▼
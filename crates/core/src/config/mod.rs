//! Configuration loading and schema definitions
//!
//! TOML configuration for map views, coverage rings, nearest-station scope,
//! the station table source and logging.

mod loader;
mod schema;

pub use loader::Config;
pub use schema::*;
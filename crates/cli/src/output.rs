//! Terminal output utilities
//!
//! Provides consistent formatting for CLI output.

use ambumap_core::map::{format_distance, MarkerColor};
use ambumap_core::StationRecord;
use owo_colors::OwoColorize;

/// Status message helpers
pub struct Status;

impl Status {
    /// Print a success message
    pub fn success(message: &str) {
        println!("{} {}", "✓".green(), message);
    }

    /// Print an error message
    pub fn error(message: &str) {
        eprintln!("{} {}", "✗".red(), message);
    }

    /// Print a warning message
    pub fn warning(message: &str) {
        eprintln!("{} {}", "⚠".yellow(), message);
    }

    /// Print an info message
    pub fn info(message: &str) {
        println!("{} {}", "ℹ".blue(), message);
    }

    /// Print a header
    pub fn header(message: &str) {
        println!();
        println!("{}", message.bold());
        println!("{}", "─".repeat(message.chars().count()));
    }
}

/// Colors `text` the way the map colors the station's marker.
pub fn paint(text: &str, color: MarkerColor) -> String {
    match color {
        MarkerColor::Red => text.red().to_string(),
        MarkerColor::Orange => text.yellow().to_string(),
        MarkerColor::Blue => text.blue().to_string(),
        MarkerColor::Green => text.green().to_string(),
    }
}

/// One table row: marker dot, tier columns, name, optional distance.
pub fn station_row(station: &StationRecord, distance_km: Option<f64>) -> String {
    let color = MarkerColor::for_station(station.category(), station.schedule());
    let mut row = format!(
        "{} {:<3} {:<10} {}",
        paint("●", color),
        station.category().code(),
        station.schedule().label(),
        station.name()
    );
    if let Some(km) = distance_km {
        row.push_str(&format!("  {}", format_distance(km).dimmed()));
    }
    row
}

/// Format a count with singular/plural
pub fn format_count(count: usize, singular: &str, plural: &str) -> String {
    if count == 1 {
        format!("{} {}", count, singular)
    } else {
        format!("{} {}", count, plural)
    }
}

#[cfg(test)]
mod tests {
    use super::*;
    use ambumap_core::Registry;

    #[test]
    fn test_format_count_singular() {
        assert_eq!(format_count(1, "station", "stations"), "1 station");
    }

    #[test]
    fn test_format_count_plural() {
        assert_eq!(format_count(14, "station", "stations"), "14 stations");
    }

    #[test]
    fn test_station_row_contents() {
        let registry = Registry::la_rioja();
        let station = registry.find_by_name("Cenicero SVB").unwrap();

        let row = station_row(station, None);
        assert!(row.contains("SVB"));
        assert!(row.contains("12 h (día)"));
        assert!(row.ends_with("Cenicero SVB"));

        let row = station_row(station, Some(14.44));
        assert!(row.contains("14.4 km"));
    }

    #[test]
    fn test_paint_keeps_text() {
        assert!(paint("SVA", MarkerColor::Orange).contains("SVA"));
    }
}
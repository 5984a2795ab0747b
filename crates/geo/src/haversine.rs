//! Haversine distance calculation.
//!
//! The Haversine formula calculates the great-circle distance between two points
//! on a sphere given their longitudes and latitudes.

use crate::Coordinate;

/// Earth's mean radius in kilometers.
pub const EARTH_RADIUS_KM: f64 = 6371.0;

/// Calculates the great-circle distance between two coordinates in kilometers.
///
/// The result is symmetric, never negative, and exactly zero for identical
/// coordinates. Poles and antipodal points are handled without domain errors.
///
/// # Example
/// ```
/// use ambumap_geo::{distance_km, Coordinate};
///
/// let logrono = Coordinate::new(42.4631, -2.4520);
/// assert_eq!(distance_km(&logrono, &logrono), 0.0);
/// ```
#[inline]
pub fn distance_km(from: &Coordinate, to: &Coordinate) -> f64 {
    let (lat1, lon1) = from.to_radians();
    let (lat2, lon2) = to.to_radians();

    let d_lat = lat2 - lat1;
    let d_lon = lon2 - lon1;

    let h = (d_lat / 2.0).sin().powi(2) + lat1.cos() * lat2.cos() * (d_lon / 2.0).sin().powi(2);
    // Rounding can push h a hair outside [0, 1] near antipodes.
    let h = h.clamp(0.0, 1.0);

    let c = 2.0 * h.sqrt().atan2((1.0 - h).sqrt());

    EARTH_RADIUS_KM * c
}
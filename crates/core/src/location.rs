//! User location boundary
//!
//! A location query resolves exactly once per call, either to a coordinate or
//! to a [`LocationError`]. The core does not interpret failures beyond "it
//! failed" and imposes no timeout of its own; that is the provider's business.

use ambumap_geo::Coordinate;
use std::future::Future;
use thiserror::Error;

/// Why a location query failed, as reported by the platform.
#[derive(Debug, Clone, PartialEq, Eq, Error)]
pub enum LocationError {
    /// The user refused location access
    #[error("permission denied")]
    PermissionDenied,
    /// The platform gave up waiting for a fix
    #[error("timed out")]
    Timeout,
    /// No position could be determined
    #[error("position unavailable")]
    PositionUnavailable,
    /// The platform has no location service
    #[error("geolocation is not supported on this platform")]
    Unsupported,
    /// Any other platform-specific reason
    #[error("{0}")]
    Other(String),
}

/// Source of the user's current position.
pub trait LocationProvider {
    /// Resolves the current position once.
    fn current_position(&self) -> impl Future<Output = Result<Coordinate, LocationError>> + Send;
}

/// Always reports the same position.
#[derive(Debug, Clone, Copy, PartialEq)]
pub struct FixedLocation(pub Coordinate);

impl LocationProvider for FixedLocation {
    fn current_position(&self) -> impl Future<Output = Result<Coordinate, LocationError>> + Send {
        let position = self.0;
        async move { Ok(position) }
    }
}

/// Always fails with the given reason.
#[derive(Debug, Clone, PartialEq, Eq)]
pub struct NoLocation(pub LocationError);

impl LocationProvider for NoLocation {
    fn current_position(&self) -> impl Future<Output = Result<Coordinate, LocationError>> + Send {
        let reason = self.0.clone();
        async move { Err(reason) }
    }
}

/// Queries `provider` and rejects coordinates outside valid ranges.
pub async fn request_position<P>(provider: &P) -> Result<Coordinate, LocationError>
where
    P: LocationProvider,
{
    let position = provider.current_position().await?;
    if position.is_valid() {
        tracing::debug!(%position, "Location resolved");
        Ok(position)
    } else {
        tracing::warn!(?position, "Provider returned an out-of-range position");
        Err(LocationError::PositionUnavailable)
    }
}
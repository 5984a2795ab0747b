//! Subcommand implementations.

use crate::fail;
use ambumap_cli::output::{format_count, station_row, Status};
use ambumap_core::prelude::*;
use ambumap_core::ranked;
use serde_json::json;

/// Collects what the core pushes so it can be printed as one JSON document.
#[derive(Default)]
struct JsonMap {
    plan: Option<RenderPlan>,
    view: Option<MapView>,
}

impl MapAdapter for JsonMap {
    fn render(&mut self, plan: &RenderPlan) {
        self.plan = Some(plan.clone());
    }

    fn set_view(&mut self, view: MapView) {
        self.view = Some(view);
    }
}

fn checked(position: Option<Coordinate>) -> anyhow::Result<Option<Coordinate>> {
    match position {
        Some(p) => Ok(Some(Coordinate::try_new(p.latitude, p.longitude)?)),
        None => Ok(None),
    }
}

pub fn list(session: &MapSession, position: Option<Coordinate>, json: bool) -> anyhow::Result<()> {
    let position = checked(position)?;
    let visible = session.visible();
    let distance = |station: &StationRecord| position.map(|p| distance_km(&p, &station.coordinate()));

    if json {
        let rows: Vec<_> = visible
            .iter()
            .map(|s| {
                json!({
                    "id": s.id(),
                    "name": s.name(),
                    "category": s.category(),
                    "schedule": s.schedule(),
                    "latitude": s.coordinate().latitude,
                    "longitude": s.coordinate().longitude,
                    "distance_km": distance(*s),
                })
            })
            .collect();
        println!("{}", serde_json::to_string_pretty(&rows)?);
        return Ok(());
    }

    Status::header(&format!(
        "Visible stations ({} of {})",
        visible.len(),
        session.registry().len()
    ));
    if visible.is_empty() {
        Status::info("No stations match the current filters");
        return Ok(());
    }
    for station in &visible {
        println!("{}", station_row(station, distance(*station)));
    }
    println!();
    Status::info(&format_count(visible.len(), "station", "stations"));

    Ok(())
}

pub async fn nearest(
    session: &mut MapSession,
    position: Option<Coordinate>,
    top: Option<usize>,
    json: bool,
) -> anyhow::Result<()> {
    let outcome = match position {
        Some(p) => session.locate(&FixedLocation(p)).await,
        None => session.locate(&NoLocation(LocationError::PositionUnavailable)).await,
    };

    let fix = match outcome {
        Ok(fix) => fix,
        Err(Error::LocationUnavailable(reason)) => {
            Status::error(&format!("Could not get location: {}", reason));
            eprintln!("  Suggestion: pass --lat and --lng or set AMBUMAP_LAT and AMBUMAP_LNG");
            std::process::exit(exit_codes::FAILURE);
        }
        Err(e) => fail(&e),
    };

    let ranking = match top {
        Some(n) => {
            let candidates: Vec<&StationRecord> = match session.scope() {
                NearestScope::AllStations => session.registry().iter().collect(),
                NearestScope::VisibleOnly => session.visible(),
            };
            ranked(&fix.position, candidates, Some(n))
        }
        None => Vec::new(),
    };

    if json {
        let ranking: Vec<_> = ranking
            .iter()
            .map(|r| json!({ "id": r.station.id(), "name": r.station.name(), "distance_km": r.distance_km }))
            .collect();
        let report = json!({
            "position": fix.position,
            "scope": session.scope(),
            "station": { "id": fix.station, "name": fix.station_name },
            "distance_km": fix.distance_km,
            "view": fix.view,
            "ranking": ranking,
        });
        println!("{}", serde_json::to_string_pretty(&report)?);
        return Ok(());
    }

    Status::success(&fix.message());
    if !ranking.is_empty() {
        Status::header(&format!("Closest {} ({} stations)", ranking.len(), session.scope()));
        for (rank, hit) in ranking.iter().enumerate() {
            println!("{:>2}. {}", rank + 1, station_row(hit.station, Some(hit.distance_km)));
        }
    }

    Ok(())
}

pub fn distance(lat1: f64, lng1: f64, lat2: f64, lng2: f64) -> anyhow::Result<()> {
    let from = Coordinate::try_new(lat1, lng1)?;
    let to = Coordinate::try_new(lat2, lng2)?;
    println!("{:.3} km", distance_km(&from, &to));
    Ok(())
}

pub async fn render(
    session: &mut MapSession,
    position: Option<Coordinate>,
    focus: Option<&str>,
) -> anyhow::Result<()> {
    let mut map = JsonMap::default();
    map.set_view(session.initial_view());

    if let Some(p) = position {
        match session.locate(&FixedLocation(p)).await {
            Ok(fix) => map.set_view(fix.view),
            Err(e) => Status::warning(&e.to_string()),
        }
    }
    if let Some(name) = focus {
        map.set_view(session.focus_station(name).unwrap_or_else(|e| fail(&e)));
    }

    session.refresh(&mut map);

    let document = json!({ "view": map.view, "plan": map.plan });
    println!("{}", serde_json::to_string_pretty(&document)?);
    Ok(())
}
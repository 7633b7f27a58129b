//! HTTP 文件存储 - 走普通 HTTP 文件服务的 BlobStore 实现
//!
//! 使用 reqwest 作为底层 HTTP 客户端，multipart 上传，
//! 服务端返回 JSON `{ "url": "..." }`。

use std::time::Duration;

use async_trait::async_trait;
use bytes::Bytes;
use reqwest::{multipart, Client};
use tracing::{error, info};

use super::BlobStore;
use crate::error::{DuochatSDKError, Result};

/// HTTP 客户端配置
#[derive(Debug, Clone)]
pub struct HttpBlobConfig {
    /// 连接超时（秒）
    pub connect_timeout_secs: Option<u64>,
    /// 请求超时（秒）
    pub request_timeout_secs: Option<u64>,
}

impl Default for HttpBlobConfig {
    fn default() -> Self {
        Self {
            connect_timeout_secs: Some(10),
            request_timeout_secs: Some(60),
        }
    }
}

/// 上传响应
#[derive(Debug, Clone, serde::Deserialize)]
struct UploadResponse {
    url: String,
}

/// 基于 HTTP 文件服务的附件存储
pub struct HttpBlobStore {
    client: Client,
    base_url: String,
    token: Option<String>,
}

impl HttpBlobStore {
    /// 创建客户端；`base_url` 形如 `https://files.example.com/api`
    pub fn new(base_url: impl Into<String>, config: &HttpBlobConfig) -> Result<Self> {
        let mut builder = Client::builder();

        if let Some(timeout) = config.connect_timeout_secs {
            builder = builder.connect_timeout(Duration::from_secs(timeout));
        }
        if let Some(timeout) = config.request_timeout_secs {
            builder = builder.timeout(Duration::from_secs(timeout));
        }

        let client = builder
            .build()
            .map_err(|e| DuochatSDKError::Config(format!("创建 HTTP 客户端失败: {}", e)))?;

        Ok(Self {
            client,
            base_url: base_url.into(),
            token: None,
        })
    }

    /// 设置上传凭证（Bearer token）
    pub fn with_token(mut self, token: impl Into<String>) -> Self {
        self.token = Some(token.into());
        self
    }
}

#[async_trait]
impl BlobStore for HttpBlobStore {
    async fn upload(&self, path: &str, content_type: &str, data: Bytes) -> Result<String> {
        let size = data.len();
        let filename = path.rsplit('/').next().unwrap_or("file").to_string();

        let part = multipart::Part::bytes(data.to_vec())
            .file_name(filename)
            .mime_str(content_type)
            .map_err(|e| DuochatSDKError::Upload(format!("创建 multipart part 失败: {}", e)))?;
        let form = multipart::Form::new()
            .text("path", path.to_string())
            .part("file", part);

        let mut request = self
            .client
            .post(format!("{}/upload", self.base_url.trim_end_matches('/')))
            .multipart(form);
        if let Some(token) = &self.token {
            request = request.bearer_auth(token);
        }

        let response = request.send().await?;

        let status = response.status();
        if !status.is_success() {
            let body = response
                .text()
                .await
                .unwrap_or_else(|_| "无法读取错误信息".to_string());
            error!("❌ 上传失败，HTTP 状态码: {}, 错误: {}", status, body);
            return Err(DuochatSDKError::Upload(format!(
                "HTTP {} ({})",
                status, body
            )));
        }

        let parsed: UploadResponse = response
            .json()
            .await
            .map_err(|e| DuochatSDKError::Serialization(format!("解析上传响应失败: {}", e)))?;

        info!("✅ 附件上传成功: path={}, {} bytes", path, size);
        Ok(parsed.url)
    }
}
//! SDK 版本信息
//!
//! SDK Version 以 Cargo.toml 为唯一权威源。

/// SDK semver，来自 Cargo.toml
///
/// 禁止手写版本号，必须用 `env!("CARGO_PKG_VERSION")` 与 Cargo.toml 保持同步。
pub const SDK_VERSION: &str = env!("CARGO_PKG_VERSION");
//! SDK 入口 - 配置与组件装配
//!
//! [`DuochatSDK`] 持有注入的后端能力与事件总线，按需创建三个
//! 同步组件：会话列表同步器、好友请求服务、消息流同步器。
//! 鉴权身份（当前用户 Profile）在构造时注入。

use std::sync::Arc;

use tracing::info;

use crate::backend::{Backend, BlobStore};
use crate::conversation::ConversationListSynchronizer;
use crate::entities::{FriendshipId, Profile};
use crate::error::Result;
use crate::events::EventManager;
use crate::friends::FriendRequestService;
use crate::timeline::MessageStreamSynchronizer;
use crate::utils::time::{TimeFormatter, TimezoneConfig};

/// 附件大小上限默认值：25 MB
const DEFAULT_MAX_ATTACHMENT_BYTES: usize = 25 * 1024 * 1024;

/// SDK 配置
#[derive(Debug, Clone)]
pub struct DuochatConfig {
    /// 事件总线容量
    pub event_capacity: usize,
    /// 单个附件大小上限（字节）
    pub max_attachment_bytes: usize,
    /// 显示时区偏移秒数（例如 +8 小时 = 28800）；None 表示系统本地时区
    pub timezone_offset_seconds: Option<i32>,
}

impl Default for DuochatConfig {
    fn default() -> Self {
        Self {
            event_capacity: 256,
            max_attachment_bytes: DEFAULT_MAX_ATTACHMENT_BYTES,
            timezone_offset_seconds: None,
        }
    }
}

impl DuochatConfig {
    pub fn builder() -> DuochatConfigBuilder {
        DuochatConfigBuilder::new()
    }
}

/// 配置构建器
pub struct DuochatConfigBuilder {
    config: DuochatConfig,
}

impl DuochatConfigBuilder {
    pub fn new() -> Self {
        Self {
            config: DuochatConfig::default(),
        }
    }

    pub fn event_capacity(mut self, capacity: usize) -> Self {
        self.config.event_capacity = capacity;
        self
    }

    pub fn max_attachment_bytes(mut self, bytes: usize) -> Self {
        self.config.max_attachment_bytes = bytes;
        self
    }

    /// 设置显示时区偏移（秒）
    pub fn timezone_offset_seconds(mut self, seconds: i32) -> Self {
        self.config.timezone_offset_seconds = Some(seconds);
        self
    }

    pub fn build(self) -> DuochatConfig {
        self.config
    }
}

impl Default for DuochatConfigBuilder {
    fn default() -> Self {
        Self::new()
    }
}

/// Duochat SDK
pub struct DuochatSDK {
    backend: Arc<dyn Backend>,
    blobs: Arc<dyn BlobStore>,
    events: Arc<EventManager>,
    current_user: Profile,
    config: DuochatConfig,
}

impl DuochatSDK {
    /// 创建 SDK 实例
    ///
    /// `current_user` 来自账号子系统的身份查询；`backend` / `blobs`
    /// 是平台能力的具体实现。
    pub fn new(
        config: DuochatConfig,
        current_user: Profile,
        backend: Arc<dyn Backend>,
        blobs: Arc<dyn BlobStore>,
    ) -> Self {
        if let Some(seconds) = config.timezone_offset_seconds {
            TimeFormatter::set_timezone(TimezoneConfig::from_seconds(seconds));
        }
        let events = Arc::new(EventManager::new(config.event_capacity));
        info!("✅ Duochat SDK 已初始化: user={}", current_user.email);
        Self {
            backend,
            blobs,
            events,
            current_user,
            config,
        }
    }

    /// 事件总线
    pub fn events(&self) -> Arc<EventManager> {
        self.events.clone()
    }

    /// 当前用户
    pub fn current_user(&self) -> &Profile {
        &self.current_user
    }

    pub fn config(&self) -> &DuochatConfig {
        &self.config
    }

    /// 创建会话列表同步器（调用方负责 `start()`）
    pub fn conversations(&self) -> ConversationListSynchronizer {
        ConversationListSynchronizer::new(
            self.backend.clone(),
            self.events.clone(),
            self.current_user.clone(),
        )
    }

    /// 创建好友请求服务（调用方负责 `start()`）
    pub fn friends(&self) -> FriendRequestService {
        FriendRequestService::new(
            self.backend.clone(),
            self.events.clone(),
            self.current_user.clone(),
        )
    }

    /// 打开一个会话的消息流（播种历史、建立订阅、清未读）
    pub async fn open_conversation(
        &self,
        friendship_id: FriendshipId,
    ) -> Result<MessageStreamSynchronizer> {
        MessageStreamSynchronizer::open(
            self.backend.clone(),
            self.blobs.clone(),
            self.events.clone(),
            self.current_user.clone(),
            friendship_id,
            self.config.max_attachment_bytes,
        )
        .await
    }
}

#[cfg(test)]
mod tests {
    use super::*;
    use crate::backend::memory::{MemoryBackend, MemoryBlobStore};

    #[test]
    fn test_config_builder() {
        let config = DuochatConfig::builder()
            .event_capacity(32)
            .max_attachment_bytes(1024)
            .timezone_offset_seconds(8 * 3600)
            .build();
        assert_eq!(config.event_capacity, 32);
        assert_eq!(config.max_attachment_bytes, 1024);
        assert_eq!(config.timezone_offset_seconds, Some(8 * 3600));

        let default = DuochatConfig::default();
        assert_eq!(default.max_attachment_bytes, DEFAULT_MAX_ATTACHMENT_BYTES);
        assert_eq!(default.timezone_offset_seconds, None);
    }

    #[tokio::test]
    async fn test_end_to_end_request_accept_and_chat() {
        let backend = Arc::new(MemoryBackend::new());
        let blobs = Arc::new(MemoryBlobStore::new("https://files.example.com"));
        let alice = backend.register_profile("Alice", "alice@example.com").await;
        let bob = backend.register_profile("Bob", "bob@example.com").await;

        let alice_sdk = DuochatSDK::new(
            DuochatConfig::default(),
            alice.clone(),
            backend.clone(),
            blobs.clone(),
        );
        let bob_sdk = DuochatSDK::new(
            DuochatConfig::default(),
            bob.clone(),
            backend.clone(),
            blobs.clone(),
        );

        // Alice 发起请求，Bob 接受
        let alice_friends = alice_sdk.friends();
        let friendship = alice_friends.send_request("bob@example.com").await.unwrap();
        let bob_friends = bob_sdk.friends();
        let pending = bob_friends.refresh().await.unwrap();
        assert_eq!(pending.len(), 1);
        bob_friends.accept(friendship.id).await.unwrap();

        // 双方会话列表都有对方
        let alice_list = alice_sdk.conversations();
        let items = alice_list.refresh().await.unwrap();
        assert_eq!(items.len(), 1);
        assert_eq!(items[0].friend.id, bob.id);

        // Alice 发 "hi"，Bob 未读 +1
        let alice_stream = alice_sdk.open_conversation(friendship.id).await.unwrap();
        alice_stream.set_text("hi").await;
        alice_stream.send().await.unwrap().unwrap();

        let bob_list = bob_sdk.conversations();
        let items = bob_list.refresh().await.unwrap();
        assert_eq!(items[0].unread_count, 1);
        assert_eq!(items[0].last_message.as_deref(), Some("hi"));

        // Bob 打开会话后未读清零
        let bob_stream = bob_sdk.open_conversation(friendship.id).await.unwrap();
        assert_eq!(bob_stream.entries().await.len(), 1);
        tokio::time::sleep(tokio::time::Duration::from_millis(50)).await;
        let items = bob_list.refresh().await.unwrap();
        assert_eq!(items[0].unread_count, 0);
    }
}
//! 数据实体定义 - 对应远端数据表结构
//!
//! 这里定义了远端三张表（profiles / friendships / messages）对应的
//! Rust 结构体，以及派生的会话列表条目，用于：
//! - 类型安全的数据传输
//! - 统一的数据表示
//! - 序列化/反序列化支持
//!
//! 行结构体与写入结构体分开：`Friendship` 是服务端返回的完整行，
//! `NewFriendship` / `FriendshipPatch` 是插入 / 更新载荷。

use chrono::{DateTime, Utc};
use serde::{Deserialize, Serialize};
use uuid::Uuid;

use crate::attachment::AttachmentKind;

pub type ProfileId = Uuid;
pub type FriendshipId = Uuid;
pub type MessageId = Uuid;

/// 用户资料实体 - 对应 profiles 表
///
/// 本层只读；归账号子系统所有。
#[derive(Debug, Clone, PartialEq, Serialize, Deserialize)]
pub struct Profile {
    pub id: ProfileId,
    pub display_name: String,
    pub email: String,
    pub avatar_url: Option<String>,
    pub created_at: DateTime<Utc>,
}

/// 好友关系状态
#[derive(Debug, Clone, Copy, PartialEq, Eq, Serialize, Deserialize)]
#[serde(rename_all = "lowercase")]
pub enum FriendshipStatus {
    Pending,
    Accepted,
    Rejected,
}

impl FriendshipStatus {
    /// pending / accepted 视为活跃关系（同一对用户最多一条）
    pub fn is_active(&self) -> bool {
        matches!(self, FriendshipStatus::Pending | FriendshipStatus::Accepted)
    }

    pub fn as_str(&self) -> &'static str {
        match self {
            FriendshipStatus::Pending => "pending",
            FriendshipStatus::Accepted => "accepted",
            FriendshipStatus::Rejected => "rejected",
        }
    }
}

/// 好友关系实体 - 对应 friendships 表
///
/// 生命周期：请求方创建 pending；被请求方改为 accepted 或 rejected；
/// rejected 的关系可被任意一方重新发起，复用同一条记录回到 pending。
#[derive(Debug, Clone, PartialEq, Serialize, Deserialize)]
pub struct Friendship {
    pub id: FriendshipId,
    pub requester_id: ProfileId,
    pub addressee_id: ProfileId,
    pub status: FriendshipStatus,
    pub created_at: DateTime<Utc>,
}

impl Friendship {
    /// 该用户是否是这条关系的一方
    pub fn involves(&self, user_id: ProfileId) -> bool {
        self.requester_id == user_id || self.addressee_id == user_id
    }

    /// 返回对方的用户 id；不是关系一方时返回 None
    pub fn counterpart_of(&self, user_id: ProfileId) -> Option<ProfileId> {
        if self.requester_id == user_id {
            Some(self.addressee_id)
        } else if self.addressee_id == user_id {
            Some(self.requester_id)
        } else {
            None
        }
    }
}

/// 好友关系插入载荷
#[derive(Debug, Clone, Serialize, Deserialize)]
pub struct NewFriendship {
    pub requester_id: ProfileId,
    pub addressee_id: ProfileId,
    pub status: FriendshipStatus,
}

/// 好友关系更新载荷（None 字段不更新）
///
/// rejected → pending 的重新发起需要同时换向 requester / addressee。
#[derive(Debug, Clone, Default, Serialize, Deserialize)]
pub struct FriendshipPatch {
    pub status: Option<FriendshipStatus>,
    pub requester_id: Option<ProfileId>,
    pub addressee_id: Option<ProfileId>,
}

/// 消息实体 - 对应 messages 表
///
/// 创建后不可变，唯一例外是 `is_read`，只会从 false 单调翻转为 true。
/// 属于且仅属于一条好友关系；按 created_at 排序。
#[derive(Debug, Clone, PartialEq, Serialize, Deserialize)]
pub struct Message {
    pub id: MessageId,
    pub friendship_id: FriendshipId,
    pub sender_id: ProfileId,
    pub content: String,
    pub created_at: DateTime<Utc>,
    pub is_read: bool,
    pub attachment_url: Option<String>,
    pub attachment_type: Option<AttachmentKind>,
}

/// 消息插入载荷（id / created_at / is_read 由服务端赋值）
#[derive(Debug, Clone, Serialize, Deserialize)]
pub struct NewMessage {
    pub friendship_id: FriendshipId,
    pub sender_id: ProfileId,
    pub content: String,
    pub attachment_url: Option<String>,
    pub attachment_type: Option<AttachmentKind>,
}

/// 消息更新载荷（目前只有已读标记会被更新）
#[derive(Debug, Clone, Default, Serialize, Deserialize)]
pub struct MessagePatch {
    pub is_read: Option<bool>,
}

/// 会话列表条目（派生数据，不持久化）
///
/// 由 Friendship + Message 状态重算得到；`friend` 是对方的资料。
#[derive(Debug, Clone, PartialEq, Serialize, Deserialize)]
pub struct ConversationItem {
    pub friendship_id: FriendshipId,
    pub friend: Profile,
    pub last_message: Option<String>,
    pub last_message_time: Option<DateTime<Utc>>,
    pub unread_count: u32,
}

impl ConversationItem {
    /// 排序键：最后一条消息时间，缺省回退到纪元零点（排在最后）
    pub fn sort_key(&self) -> i64 {
        self.last_message_time
            .map(|t| t.timestamp_millis())
            .unwrap_or(0)
    }
}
▲
→ **Work to be completed**
Using the records above, set down exactly the lines from the one with "by the platform." through the one with "use ambumap_core::prelude::*;", inclusive, and nothing more.

→ **Answer section**
/// Why a location query failed, as reported by the platform.
#[derive(Debug, Clone, PartialEq, Eq, Error)]
pub enum LocationError {
    /// The user refused location access
    #[error("permission denied")]
    PermissionDenied,
    /// The platform gave up waiting for a fix
    #[error("timed out")]
    Timeout,
    /// No position could be determined
    #[error("position unavailable")]
    PositionUnavailable,
    /// The platform has no location service
    #[error("geolocation is not supported on this platform")]
    Unsupported,
    /// Any other platform-specific reason
    #[error("{0}")]
    Other(String),
}

/// Source of the user's current position.
pub trait LocationProvider {
    /// Resolves the current position once.
    fn current_position(&self) -> impl Future<Output = Result<Coordinate, LocationError>> + Send;
}

/// Always reports the same position.
#[derive(Debug, Clone, Copy, PartialEq)]
pub struct FixedLocation(pub Coordinate);

impl LocationProvider for FixedLocation {
    fn current_position(&self) -> impl Future<Output = Result<Coordinate, LocationError>> + Send {
        let position = self.0;
        async move { Ok(position) }
    }
}

/// Always fails with the given reason.
#[derive(Debug, Clone, PartialEq, Eq)]
pub struct NoLocation(pub LocationError);

impl LocationProvider for NoLocation {
    fn current_position(&self) -> impl Future<Output = Result<Coordinate, LocationError>> + Send {
        let reason = self.0.clone();
        async move { Err(reason) }
    }
}

/// Queries `provider` and rejects coordinates outside valid ranges.
pub async fn request_position<P>(provider: &P) -> Result<Coordinate, LocationError>
where
    P: LocationProvider,
{
    let position = provider.current_position().await?;
    if position.is_valid() {
        tracing::debug!(%position, "Location resolved");
        Ok(position)
    } else {
        tracing::warn!(?position, "Provider returned an out-of-range position");
        Err(LocationError::PositionUnavailable)
    }
}
repository 5984a2795ab0747b
//! Subcommand implementations.

use crate::fail;
use ambumap_cli::output::{format_count, station_row, Status};
use ambumap_core::prelude::*;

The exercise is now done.